Cell cycle dependence of N-methyl-N-nitrosourea-induced tumour development in the proliferating, partially resected rat urinary bladder.

Abstract

In the present experiments the dependence of tumour induction upon the different phases of the cell cycle in the proliferating urinary bladder was examined. For stimulation of urothelial proliferation, a one-third resection of the bladder was performed in female Wistar rats. To synchronize the proliferating urothelial cells, hydroxyurea (HU) was given in 23 fractionated, consecutive intraperitoneal doses (0.1 mg/g body weight each) at hourly intervals shortly prior to and during maximal proliferation (between 33 and 55 h following partial cystectomy).
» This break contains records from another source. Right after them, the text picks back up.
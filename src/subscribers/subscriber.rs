//! # Core subscriber trait
//!
//! `Subscribe` is the extension point for plugging custom event handlers into
//! the controller. Each subscriber is driven by a dedicated worker loop fed
//! by a bounded queue that is owned by the
//! [`SubscriberSet`](crate::subscribers::SubscriberSet).
//!
//! ## Contract
//! - Implementations may be slow (I/O, batching, retries) – they do **not**
//!   block the publisher nor other subscribers.
//! - Each subscriber **declares** its preferred queue capacity via
//!   [`Subscribe::queue_capacity`]. If a queue overflows, events for that
//!   subscriber are **dropped** (reported on the bus).

use async_trait::async_trait;

use crate::events::Event;

/// Contract for event subscribers.
///
/// Called from a subscriber-dedicated worker task. Implementations should
/// avoid blocking the async runtime (prefer async I/O and cooperative waits).
#[async_trait]
pub trait Subscribe: Send + Sync + 'static {
    /// Handle a single event for this subscriber.
    ///
    /// # Parameters
    /// - `event`: Reference to the event (does not transfer ownership)
    async fn on_event(&self, event: &Event);

    /// Human-readable name (for logs/metrics).
    fn name(&self) -> &'static str {
        std::any::type_name::<Self>()
    }

    /// Preferred capacity of this subscriber's queue.
    ///
    /// On overflow, events for this subscriber are **dropped**.
    fn queue_capacity(&self) -> usize {
        1024
    }
}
The direct-acting urothelial carcinogen N-methyl-N-nitrosourea (MNU) was administered as a single, intravesicular pulse dose (5 mg/kg body weight) during the different cell cycle phases and to control animals with a non-resected, quiescent bladder (G0-phase). The incidence of urothelial bladder tumours was 32.6% in the controls. By comparison, the tumour incidences were 18.9, 9.3, 21.7, 26.3, 25.0 and 30.0%, respectively, when MNU was instilled during the late G1-, early and late S-, G2 + M-, and the early and late postmitotic phase. The results obtained from a total of 283 rats thus clearly document a cell-cycle-specific inhibition of MNU-induced tumour development in the proliferating urinary bladder, particularly when the carcinogen was administered during the early S-phase (P less than 0.016). There were no differences in the histology and extension of the urothelial bladder tumours found in the different experimental groups. MNU has also been shown to produce urothelial tumours in the renal pelvis (overall tumour incidence: 3.2%) and ureters (1.4%) as well as mesenchymal tumours in the bladder (4.9%) and kidneys (1.4%). Conclusions are tentatively drawn about the mechanisms underlying the observed cell-cycle-specific inhibition of urothelial carcinogenesis.